Figure 1 A, B, and C are a front sectional view, side sectional view, and A-A sectional view showing an embodiment of the present invention; Figure 2 is a perspective view of an example of a paddle combination; Figure 3 A and B are horizontal 4 is a front sectional view of another embodiment; FIGS. 5A and 5B are front partial sectional views and plane sectional views of the conventional technology; FIGS. 6A and 6B are another conventional technique. FIG. 7 is a front view and a plan sectional view showing the technique of FIG. 1... Container, 3... Heat medium chamber, 4... Rotating shaft, 5
... Paddle, 6 ... Spiral shaft, 11 ... Supply port, 1
2...Discharge port, 13...Additive supply port, D...Feeding zone, E...Kneading retention zone, F...Kneading zone, G...Kneading feeding zone.

Claims (1)

[Scope of utility model registration request] A flat paddle having a lenticular or triangular cross section is provided in a vertical plane inside the container, and has two rotating shafts that are parallel to each other and have the same rotating direction and speed.
At least two or more types of helical paddles, which have the same cross section but are twisted 0 to 30 degrees around the rotation axis, and reverse helical paddles twisted in opposite directions, are combined to leave a small gap between the inner wall of the container and the paddles. engage and fit into the rotating shaft so as to be close to each other,
A material supply port is opened on either the top or bottom of the container, and a discharge port is opened on the other side, and the rotating shaft inside the supply port forms a spiral feeding zone.
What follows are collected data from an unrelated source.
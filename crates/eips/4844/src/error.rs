use quill_primitives::Hash;

/// An error constructing a [`crate::Blob`].
#[derive(Clone, Debug, PartialEq, Eq, thiserror::Error)]
pub enum BlobError {
    /// The input is not exactly one blob long.
    #[error("Expected {expected} bytes for a blob, got {actual}")]
    InvalidLength {
        /// Required length
        expected: usize,
        /// Provided length
        actual: usize,
    },
    /// A field element's high byte is non-zero.
    #[error("Field element {index} exceeds the BLS modulus: its first byte must be zero")]
    FieldElementOutOfRange {
        /// Index of the field element within the blob
        index: usize,
    },
}

/// An error decoding a payload from blobs.
#[derive(Clone, Debug, PartialEq, Eq, thiserror::Error)]
pub enum BlobDecodeError {
    /// No blobs were provided.
    #[error("Cannot decode a payload from zero blobs")]
    NoBlobs,
    /// The length prefix exceeds the data carried by the blobs.
    #[error("Length prefix {declared} exceeds the {available} bytes carried by the blobs")]
    LengthOutOfRange {
        /// Length declared by the prefix
        declared: u64,
        /// Payload bytes available after the prefix
        available: usize,
    },
}

/// An error reported by a KZG backend.
#[derive(Clone, Debug, PartialEq, Eq, thiserror::Error)]
pub enum KzgError {
    /// The backend rejected its input or failed internally.
    #[error("KZG backend error: {0}")]
    Backend(String),
}

/// An error building or validating a [`crate::BlobSidecar`].
#[derive(Clone, Debug, PartialEq, Eq, thiserror::Error)]
pub enum SidecarError {
    /// A sidecar needs at least one blob.
    #[error("A blob sidecar requires at least one blob")]
    Empty,
    /// More blobs than a transaction may carry.
    #[error("A blob sidecar holds at most {max} blobs, got {count}")]
    TooManyBlobs {
        /// Number of blobs provided
        count: usize,
        /// Maximum number of blobs
        max: usize,
    },
    /// The blob, commitment, and proof lists differ in length.
    #[error(
        "Blob sidecar lists must have equal lengths: {blobs} blobs, {commitments} commitments, {proofs} proofs"
    )]
    LengthMismatch {
        /// Number of blobs
        blobs: usize,
        /// Number of commitments
        commitments: usize,
        /// Number of proofs
        proofs: usize,
    },
    /// The payload does not fit in a transaction's blobs.
    #[error("Payload of {size} bytes exceeds the maximum of {max} bytes")]
    PayloadTooLarge {
        /// Payload size
        size: usize,
        /// Maximum payload size
        max: usize,
    },
    /// A blob failed validation.
    #[error(transparent)]
    Blob(#[from] BlobError),
    /// The KZG backend failed.
    #[error(transparent)]
    Kzg(#[from] KzgError),
    /// A (blob, commitment, proof) triple does not verify.
    #[error("The KZG proof of blob {index} does not verify")]
    InvalidProof {
        /// Index of the failing triple
        index: usize,
    },
    /// The batch check failed although every single proof verified.
    #[error("Batch KZG verification failed although every proof verifies on its own")]
    BatchVerificationFailed,
    /// The number of versioned hashes does not match the number of blobs.
    #[error("Expected {expected} versioned hashes, got {actual}")]
    VersionedHashCount {
        /// Number of blobs in the sidecar
        expected: usize,
        /// Number of versioned hashes provided
        actual: usize,
    },
    /// A commitment's versioned hash does not match the provided one.
    #[error("Versioned hash {index} mismatch. Expected: {expected}, actual: {actual}")]
    VersionedHashMismatch {
        /// Index of the mismatching hash
        index: usize,
        /// Hash provided by the transaction
        expected: Hash,
        /// Hash derived from the sidecar's commitment
        actual: Hash,
    },
}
A kneading zone, a kneading feed zone by helical paddles, a kneading retention zone by combining a helical paddle and a reverse helical paddle, and any other zone by any combination of paddles are formed at any location and over any length, and A vertical processor characterized by having an additive supply port opening to a desired zone and a heating medium or cooling medium chamber surrounding the entire outer periphery of the container.